Framework features can become framework gravity

There’s a fair pushback to all of this. People don’t reach for these frameworks only because they need branching. They reach for them because they want checkpointing, durable execution, tracing, observability, human-in-the-loop, or streaming. Those are real engineering problems, and good frameworks do solve them well. I’m not picking on any one of them. LangGraph, CrewAI, AutoGen, the OpenAI SDK’s agent abstractions, and whatever ships next quarter all sit in roughly the same shape. The argument is about the category, not the roster.

The mistake isn’t using those features. It’s assuming they require an agent architecture. Every framework you adopt brings its own baggage: an execution model, a state abstraction, a debugging surface, a way of thinking that quietly shapes how you write code. If you actually need that baggage, the framework pays for itself. If you don’t, you’re carrying weight for no reason. In many workflow-heavy systems, a combination of ordinary Python and purpose-built tooling for tracing, evaluation, and observability is enough. You don’t need to couple those operational concerns to your execution model. Use a framework because you need its capabilities, not because calling your workflow an “agent” makes the architecture feel more sophisticated.

What to do instead

Once you’ve named the thing honestly, pick tools that solve the bottleneck you actually have. Start with the simplest architecture that correctly models your system, and add abstraction only when the problem demands it.

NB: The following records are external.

/// The three comparison variants of a scraped name: as scraped, brand
/// prefixed (when a brand guess exists) and cleaned. Empty and duplicate
/// variants are dropped.
pub fn name_variants(record: &ScrapedRecord) -> Vec<String> {
    let raw = record.raw_name.trim();
    let mut variants: Vec<String> = Vec::with_capacity(3);
    if !raw.is_empty() {
        variants.push(raw.to_string());
    }
    if let Some(brand) = record.brand_guess.as_deref() {
        let brand = brand.trim();
        if !brand.is_empty() && !raw.is_empty() {
            let prefixed = format!("{} {}", brand, raw);
            if !variants.contains(&prefixed) {
                variants.push(prefixed);
            }
        }
    }
    let cleaned = clean_name(raw);
    if !cleaned.is_empty() && !variants.contains(&cleaned) {
        variants.push(cleaned);
    }
    variants
}

/// Best lexical score of any scraped-name variant against one candidate name.
pub fn best_lexical_score(record: &ScrapedRecord, candidate_name: &str) -> f64 {
    name_variants(record)
        .iter()
        .map(|variant| lexical_similarity(variant, candidate_name))
        .fold(0.0, f64::max)
}

/// Closeness of two prices: 100 for equal, falling linearly with the
/// relative difference. Non-positive inputs score 0.
pub fn price_proximity(scraped: f64, reference: f64) -> f64 {
    if scraped <= 0.0 || reference <= 0.0 {
        return 0.0;
    }
    let diff_ratio = (scraped - reference).abs() / scraped.max(reference);
    (100.0 - 100.0 * diff_ratio).max(0.0)
}

/// Shared key-term fraction of two names, scaled against the larger term set.
pub fn term_overlap(a: &str, b: &str) -> f64 {
    let terms_a = extract_key_terms(a);
    let terms_b = extract_key_terms(b);
    if terms_a.is_empty() || terms_b.is_empty() {
        return 0.0;
    }
    let shared = terms_a.intersection(&terms_b).count();
    100.0 * shared as f64 / terms_a.len().max(terms_b.len()) as f64
}

/// Hardware signals parseable out of a raw listing name.
#[derive(Debug, Default, Clone, PartialEq)]
pub struct NameSignals {
    pub capacity_gb: Option<i32>,
    pub ddr_generation: Option<String>,
    pub speed_mhz: Option<i32>,
    pub socket: Option<String>,
    pub chipset: Option<String>,
    pub wattage: Option<i32>,
    pub interface: Option<String>,
}

/// Pulls comparable spec signals out of a raw name. Capacities are stored in
/// GB (TB scaled by 1000, matching the catalog convention).
pub fn parse_name_signals(name: &str) -> NameSignals {
    let mut signals = NameSignals::default();

    if let Some(caps) = CAPACITY_SIGNAL_RE.captures(name) {
        let amount: Option<i32> = caps.get(1).and_then(|m| m.as_str().parse().ok());
        let unit = caps.get(2).map(|m| m.as_str().to_uppercase());
        signals.capacity_gb = match (amount, unit.as_deref()) {
            (Some(n), Some("TB")) => n.checked_mul(1000),
            (Some(n), Some("GB")) => Some(n),
            _ => None,
        };
    }
    if let Some(caps) = DDR_SIGNAL_RE.captures(name) {
        if let Some(generation) = caps.get(1) {
            signals.ddr_generation = Some(format!("DDR{}", generation.as_str()));
        }
    }
    signals.speed_mhz = MHZ_SIGNAL_RE
        .captures(name)
        .or_else(|| DDR_SPEED_SIGNAL_RE.captures(name))
        .and_then(|caps| caps.get(1))
        .and_then(|m| m.as_str().parse().ok());
    signals.socket = SOCKET_SIGNAL_RE
        .captures(name)
        .and_then(|caps| caps.get(1))
        .map(|m| m.as_str().to_uppercase());
    signals.chipset = CHIPSET_SIGNAL_RE
        .captures(name)
        .and_then(|caps| caps.get(1))
        .map(|m| m.as_str().to_uppercase());
    signals.wattage = WATTAGE_SIGNAL_RE
        .captures(name)
        .and_then(|caps| caps.get(1))
        .and_then(|m| m.as_str().parse().ok());
    signals.interface = INTERFACE_SIGNAL_RE
        .captures(name)
        .and_then(|caps| caps.get(1))
        .map(|m| m.as_str().to_uppercase());

    signals
}

/// Agreement between signals parsed from the scraped name and the
/// candidate's typed specs: 100 times the agreeing fraction of comparable
/// fields, or the neutral baseline when nothing is comparable.
pub fn spec_overlap(record: &ScrapedRecord, candidate: &CanonicalProduct) -> f64 {
    let signals = parse_name_signals(&record.raw_name);
    let mut comparable = 0usize;
    let mut agreeing = 0usize;

    match &candidate.specs {
        CategorySpecs::Cpu { socket, .. } => {
            compare_token(signals.socket.as_deref(), socket.as_deref(), &mut comparable, &mut agreeing);
        }
        CategorySpecs::Gpu { memory_gb, tdp_watts, .. } => {
            compare_number(signals.capacity_gb, *memory_gb, &mut comparable, &mut agreeing);
            compare_number(signals.wattage, *tdp_watts, &mut comparable, &mut agreeing);
        }
        CategorySpecs::Ram { capacity_gb, speed_mhz, ddr_generation } => {
            compare_number(signals.capacity_gb, *capacity_gb, &mut comparable, &mut agreeing);
            compare_number(signals.speed_mhz, *speed_mhz, &mut comparable, &mut agreeing);
            compare_token(
                signals.ddr_generation.as_deref(),
                ddr_generation.as_deref(),
                &mut comparable,
                &mut agreeing,
            );
        }
        CategorySpecs::Motherboard { socket, chipset, .. } => {
            compare_token(signals.socket.as_deref(), socket.as_deref(), &mut comparable, &mut agreeing);
            compare_token(signals.chipset.as_deref(), chipset.as_deref(), &mut comparable, &mut agreeing);
        }
        CategorySpecs::Psu { wattage, .. } => {
            compare_number(signals.wattage, *wattage, &mut comparable, &mut agreeing);
        }
        CategorySpecs::Storage { capacity_gb, interface } => {
            compare_number(signals.capacity_gb, *capacity_gb, &mut comparable, &mut agreeing);
            if let (Some(signal), Some(spec)) = (signals.interface.as_deref(), interface.as_deref()) {
                comparable += 1;
                if squash_token(spec).contains(&squash_token(signal)) {
                    agreeing += 1;
                }
            }
        }
        CategorySpecs::Case { .. } | CategorySpecs::None => {}
    }

    if comparable == 0 {
        SPEC_NEUTRAL_SCORE
    } else {
        100.0 * agreeing as f64 / comparable as f64
    }
}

If the hard part is prompt quality, signatures, and systematic evaluation across multiple LLM calls, DSPy is an excellent fit. It treats prompts as programs you can compile and optimize against an eval set. That’s exactly the problem I’m usually trying to solve.

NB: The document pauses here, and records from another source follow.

// src/matching/brand_overlap.rs
// Tier 4: last-resort term overlap, restricted to candidates of the exact
// same brand. Skipped entirely for records without a brand guess.

use log::debug;

use crate::models::{CanonicalProduct, MatchMethodType, MatchResult, ScrapedRecord};
use crate::scoring::term_overlap;

/// Minimum term-overlap score for a Tier 4 acceptance.
pub const BRAND_OVERLAP_THRESHOLD: f64 = 75.0;

/// Best same-brand candidate by key-term overlap. Ties keep the candidate
/// earliest in catalog order.
pub fn find_match(record: &ScrapedRecord, candidates: &[CanonicalProduct]) -> Option<MatchResult> {
    let brand = record
        .brand_guess
        .as_deref()
        .map(str::trim)
        .filter(|b| !b.is_empty())?;

    let mut best: Option<(f64, &CanonicalProduct)> = None;
    for candidate in candidates
        .iter()
        .filter(|c| c.brand.trim().eq_ignore_ascii_case(brand))
    {
        let score = term_overlap(&record.raw_name, &candidate.standardized_name);
        match best {
            Some((best_score, _)) if score <= best_score => {}
            _ => best = Some((score, candidate)),
        }
    }

    let (score, candidate) = best?;
    if score < BRAND_OVERLAP_THRESHOLD {
        return None;
    }
    debug!(
        "Tier-4 brand overlap match at {:.1} for {:?} -> {:?}",
        score, record.raw_name, candidate.standardized_name
    );
    Some(MatchResult::new(
        candidate.id,
        score,
        MatchMethodType::BrandOverlap,
        candidate.standardized_name.clone(),
    ))
}

#[cfg(test)]
mod tests {
    use super::*;
    use crate::models::{Category, CategorySpecs, ProductId};

    fn record(name: &str, brand: Option<&str>) -> ScrapedRecord {
        ScrapedRecord {
            vendor: "skyland".into(),
            raw_name: name.into(),
            brand_guess: brand.map(|b| b.to_string()),
            category_guess: "RAM".into(),
            price: None,
            url: None,
            availability: "in_stock".into(),
            scraped_at: None,
        }
    }

    fn candidate(id: i64, name: &str, brand: &str) -> CanonicalProduct {
        CanonicalProduct {
            id: ProductId(id),
            category: Category::Ram,
            brand: brand.into(),
            standardized_name: name.into(),
            specs: CategorySpecs::None,
            reference_price: None,
        }
    }

    #[test]
    fn high_overlap_same_brand_clears() {
        let rec = record("Corsair Vengeance RGB Pro 32GB DDR4 3600", Some("Corsair"));
        let candidates = vec![candidate(1, "Corsair Vengeance RGB Pro DDR4 3600", "Corsair")];
        let result = find_match(&rec, &candidates)
            .unwrap_or_else(|| panic!("expected a brand overlap match"));
        assert_eq!(result.method, MatchMethodType::BrandOverlap);
        assert!(result.confidence >= BRAND_OVERLAP_THRESHOLD);
    }

    #[test]
    fn insufficient_overlap_is_explicitly_no_match() {
        let rec = record("Corsair Vengeance 16GB DDR5 6000", Some("Corsair"));
        let candidates = vec![candidate(1, "Corsair Vengeance RGB 32GB DDR5 6000", "Corsair")];
        assert!(find_match(&rec, &candidates).is_none());
    }

    #[test]
    fn missing_brand_guess_skips_the_tier() {
        // Identical names, but no brand guess: the tier does not run.
        let rec = record("Corsair Vengeance RGB 32GB DDR5 6000", None);
        let candidates = vec![candidate(1, "Corsair Vengeance RGB 32GB DDR5 6000", "Corsair")];
        assert!(find_match(&rec, &candidates).is_none());
    }

    #[test]
    fn other_brands_are_never_considered() {
        let rec = record("Vengeance RGB 32GB DDR5 6000", Some("G.Skill"));
        let candidates = vec![candidate(1, "Corsair Vengeance RGB 32GB DDR5 6000", "Corsair")];
        assert!(find_match(&rec, &candidates).is_none());
    }

    #[test]
    fn ties_keep_the_earlier_candidate() {
        let rec = record("Corsair Vengeance RGB 32GB DDR5 6000", Some("Corsair"));
        let candidates = vec![
            candidate(3, "Corsair Vengeance RGB 32GB DDR5 6000", "Corsair"),
            candidate(4, "Corsair Vengeance RGB 32GB DDR5 6000", "Corsair"),
        ];
        let result = find_match(&rec, &candidates)
            .unwrap_or_else(|| panic!("expected a brand overlap match"));
        assert_eq!(result.canonical_id, ProductId(3));
    }
}
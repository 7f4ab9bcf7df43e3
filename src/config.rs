// src/config.rs
// Runtime knobs for a reconciliation run, read from the environment.

use log::info;
use std::env;

// Tier-2 oracle calls park workers on network latency, so the pool
// oversubscribes the core count.
const WORKER_HEADROOM: usize = 4;
const DEFAULT_PERSIST_BATCH_SIZE: usize = 10;

#[derive(Debug, Clone)]
pub struct PipelineConfig {
    pub max_workers: usize,
    pub persist_batch_size: usize,
    pub vendor_filter: Vec<String>,
    pub run_description: Option<String>,
}

impl PipelineConfig {
    pub fn from_env() -> Self {
        let max_workers = env::var("RECONCILE_MAX_WORKERS")
            .ok()
            .and_then(|v| v.parse::<usize>().ok())
            .filter(|&v| v > 0)
            .unwrap_or_else(|| num_cpus::get() + WORKER_HEADROOM);

        let persist_batch_size = env::var("RECONCILE_PERSIST_BATCH_SIZE")
            .ok()
            .and_then(|v| v.parse::<usize>().ok())
            .filter(|&v| v > 0)
            .unwrap_or(DEFAULT_PERSIST_BATCH_SIZE);

        let vendor_filter = env::var("VENDOR_FILTER")
            .unwrap_or_else(|_| String::new())
            .split(',')
            .map(|s| s.trim().to_string())
            .filter(|s| !s.is_empty())
            .collect();

        let run_description = env::var("RECONCILE_RUN_DESCRIPTION")
            .ok()
            .filter(|s| !s.trim().is_empty());

        Self {
            max_workers,
            persist_batch_size,
            vendor_filter,
            run_description,
        }
    }

    pub fn log_config(&self) {
        info!("⚙️ Pipeline config:");
        info!("   Max workers: {}", self.max_workers);
        info!("   Persist batch size: {}", self.persist_batch_size);
        if self.vendor_filter.is_empty() {
            info!("   Vendor filter: none (all vendors)");
        } else {
            info!("   Vendor filter: {:?}", self.vendor_filter);
        }
    }
}

#[cfg(test)]
mod tests {
    use super::*;

    // Env vars are process-global, so defaults and overrides share one test.
    #[test]
    fn from_env_defaults_and_overrides() {
        env::remove_var("RECONCILE_MAX_WORKERS");
        env::remove_var("RECONCILE_PERSIST_BATCH_SIZE");
        env::remove_var("VENDOR_FILTER");
        env::remove_var("RECONCILE_RUN_DESCRIPTION");
        let config = PipelineConfig::from_env();
        assert_eq!(config.max_workers, num_cpus::get() + WORKER_HEADROOM);
        assert_eq!(config.persist_batch_size, DEFAULT_PERSIST_BATCH_SIZE);
        assert!(config.vendor_filter.is_empty());
        assert!(config.run_description.is_none());

        env::set_var("RECONCILE_MAX_WORKERS", "3");
        env::set_var("RECONCILE_PERSIST_BATCH_SIZE", "25");
        env::set_var("VENDOR_FILTER", "techland, ultratech ,,");
        let config = PipelineConfig::from_env();
        assert_eq!(config.max_workers, 3);
        assert_eq!(config.persist_batch_size, 25);
        assert_eq!(config.vendor_filter, vec!["techland", "ultratech"]);

        // Zero and garbage fall back to the defaults.
        env::set_var("RECONCILE_MAX_WORKERS", "0");
        env::set_var("RECONCILE_PERSIST_BATCH_SIZE", "lots");
        let config = PipelineConfig::from_env();
        assert_eq!(config.max_workers, num_cpus::get() + WORKER_HEADROOM);
        assert_eq!(config.persist_batch_size, DEFAULT_PERSIST_BATCH_SIZE);

        env::remove_var("RECONCILE_MAX_WORKERS");
        env::remove_var("RECONCILE_PERSIST_BATCH_SIZE");
        env::remove_var("VENDOR_FILTER");
    }
}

If the workflow is relatively straightforward, ordinary Python is still an underrated orchestration framework. Pair it with MLflow for experiment tracking, tracing, evaluation, and observability, and you’ll satisfy many of the operational requirements that lead teams to adopt larger orchestration frameworks while keeping the execution model obvious. The most underrated framework in 2026 is still def main():.

And if your system genuinely needs runtime planning, dynamic routing, checkpointing, resumability, or long-lived state, then yes, reach for a framework built for that. LangGraph, CrewAI, AutoGen, and others all exist because those are real problems worth solving. The point isn’t to avoid these tools. The point is to make sure the problem you’re solving actually needs them.

The one line to remember

If you take nothing else from this post, take this:

The first question in a GenAI project isn’t which framework. It’s whether you need one.

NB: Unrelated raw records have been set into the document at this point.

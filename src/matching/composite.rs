// src/matching/composite.rs
// Tier 3: composite weighted score over brand equality, lexical similarity,
// price proximity and spec agreement. Without a brand guess the weighted
// maximum is 60, so this tier can only clear for branded records.

use log::debug;

use crate::models::{CanonicalProduct, MatchMethodType, MatchResult, ScrapedRecord};
use crate::scoring::{best_lexical_score, price_proximity, spec_overlap};

/// Minimum composite score for a Tier 3 acceptance.
pub const COMPOSITE_MATCH_THRESHOLD: f64 = 85.0;

const BRAND_WEIGHT: f64 = 0.4;
const LEXICAL_WEIGHT: f64 = 0.3;
const PRICE_WEIGHT: f64 = 0.2;
const SPEC_WEIGHT: f64 = 0.1;

/// Weighted composite score for one candidate. The price term contributes
/// zero unless both the scraped price and the candidate reference price are
/// known and positive.
pub fn composite_score(record: &ScrapedRecord, candidate: &CanonicalProduct) -> f64 {
    let brand_component = if brand_matches(record.brand_guess.as_deref(), &candidate.brand) {
        100.0
    } else {
        0.0
    };
    let lexical_component = best_lexical_score(record, &candidate.standardized_name);
    let price_component = match (record.price, candidate.reference_price) {
        (Some(scraped), Some(reference)) => price_proximity(scraped, reference),
        _ => 0.0,
    };
    let spec_component = spec_overlap(record, candidate);

    let score = BRAND_WEIGHT * brand_component
        + LEXICAL_WEIGHT * lexical_component
        + PRICE_WEIGHT * price_component
        + SPEC_WEIGHT * spec_component;
    score.min(100.0)
}

/// Best composite candidate at or above the threshold. Ties keep the
/// candidate earliest in catalog order.
pub fn find_match(record: &ScrapedRecord, candidates: &[CanonicalProduct]) -> Option<MatchResult> {
    let mut best: Option<(f64, &CanonicalProduct)> = None;
    for candidate in candidates {
        let score = composite_score(record, candidate);
        match best {
            Some((best_score, _)) if score <= best_score => {}
            _ => best = Some((score, candidate)),
        }
    }

    let (score, candidate) = best?;
    if score < COMPOSITE_MATCH_THRESHOLD {
        return None;
    }
    debug!(
        "Tier-3 composite match at {:.1} for {:?} -> {:?}",
        score, record.raw_name, candidate.standardized_name
    );
    Some(MatchResult::new(
        candidate.id,
        score,
        MatchMethodType::Composite,
        candidate.standardized_name.clone(),
    ))
}

fn brand_matches(guess: Option<&str>, brand: &str) -> bool {
    match guess {
        Some(guess) => guess.trim().eq_ignore_ascii_case(brand.trim()),
        None => false,
    }
}
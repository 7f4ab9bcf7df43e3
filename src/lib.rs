// src/lib.rs
// Product reconciliation library: normalization, scoring, the four-tier match
// cascade and the batch runner used by the pipeline binary.

pub mod catalog;
pub mod config;
pub mod db;
pub mod matching;
pub mod models;
pub mod normalize;
pub mod results;
pub mod runner;
pub mod scoring;
pub mod semantic;
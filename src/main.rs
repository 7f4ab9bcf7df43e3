// src/main.rs
// Pipeline entry point: load the canonical catalog, reconcile every vendor's
// scraped listings against it, persist the outcomes and report the run.

use anyhow::{Context, Result};
use log::{error, info, warn};
use std::sync::atomic::{AtomicBool, Ordering};
use std::sync::Arc;

use reconcile_lib::catalog::CatalogCache;
use reconcile_lib::config::PipelineConfig;
use reconcile_lib::db;
use reconcile_lib::matching::MatchEngine;
use reconcile_lib::results::RunReport;
use reconcile_lib::runner::ReconciliationRunner;
use reconcile_lib::semantic::{SemanticConfig, SemanticMatcher};

#[tokio::main]
async fn main() -> Result<()> {
    env_logger::init_from_env(env_logger::Env::default().default_filter_or("info"));
    dotenv::dotenv().ok();
    info!("🚀 Starting product reconciliation pipeline");

    let pipeline_config = PipelineConfig::from_env();
    pipeline_config.log_config();
    let semantic_config = SemanticConfig::from_env();
    semantic_config.log_config();

    let pool = db::connect().await.context("Failed to connect to database")?;

    let catalog = CatalogCache::load(&pool)
        .await
        .context("Failed to load canonical product catalog")?;
    if catalog.is_empty() {
        warn!("Catalog is empty; every record will become a new-product candidate");
    }

    let semantic_matcher: Option<Arc<dyn SemanticMatcher>> = semantic_config
        .build_matcher()
        .map(|matcher| Arc::new(matcher) as Arc<dyn SemanticMatcher>);

    let vendors = if pipeline_config.vendor_filter.is_empty() {
        db::fetch_vendor_names(&pool)
            .await
            .context("Failed to list vendors with scraped records")?
    } else {
        pipeline_config.vendor_filter.clone()
    };
    if vendors.is_empty() {
        info!("No vendors with scraped records, nothing to reconcile");
        return Ok(());
    }
    info!("🗂 Reconciling {} vendor(s): {:?}", vendors.len(), vendors);

    // Ctrl-C stops dispatching new records; workers already in flight finish
    // and their outcomes are flushed.
    let cancel = Arc::new(AtomicBool::new(false));
    let cancel_flag = cancel.clone();
    tokio::spawn(async move {
        if tokio::signal::ctrl_c().await.is_ok() {
            warn!("🛑 Ctrl-C received, finishing in-flight work...");
            cancel_flag.store(true, Ordering::Relaxed);
        }
    });

    let mut report = RunReport::new();
    if let Err(e) = report
        .record_run(&pool, pipeline_config.run_description.as_deref())
        .await
    {
        warn!("Could not create run record: {:#}", e);
    }

    let engine = MatchEngine::new(Arc::new(catalog), semantic_matcher);
    let runner = ReconciliationRunner::new(engine, &pipeline_config, cancel.clone());

    for vendor in &vendors {
        if cancel.load(Ordering::Relaxed) {
            warn!("🛑 Skipping remaining vendors after cancellation");
            break;
        }
        match runner.run_batch(&pool, vendor).await {
            Ok(stats) => report.absorb(&stats),
            Err(e) => {
                error!("❌ Batch for vendor '{}' failed: {:#}", vendor, e);
                report.totals.errors += 1;
            }
        }
    }

    report.log_run_summary();
    if let Err(e) = report.finalize_run(&pool).await {
        warn!("Could not finalize run record: {:#}", e);
    }

    info!("🏁 Reconciliation pipeline complete");
    Ok(())
}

Most production GenAI work I’ve seen, including most of my own, is workflows wearing agent costumes. The industry has been shipping graph libraries to people who needed a for-loop and a good prompt. Architecture should follow behavior, not marketing.

You probably don’t have an agent. That’s not a failure mode. That’s the normal case. Simple architectures, built honestly to fit the problem, do most of the real work in production. They don’t make for impressive diagrams. They just work.

And here’s the part I wish someone had told me a year ago. The engineers I’ve watched go furthest in this field aren’t the ones who reach fastest for the trendiest framework. They’re the ones who can look at a system and tell you, in one sentence, what control flow it actually has. That skill compounds. The frameworks you’ll be using in three years probably don’t exist yet.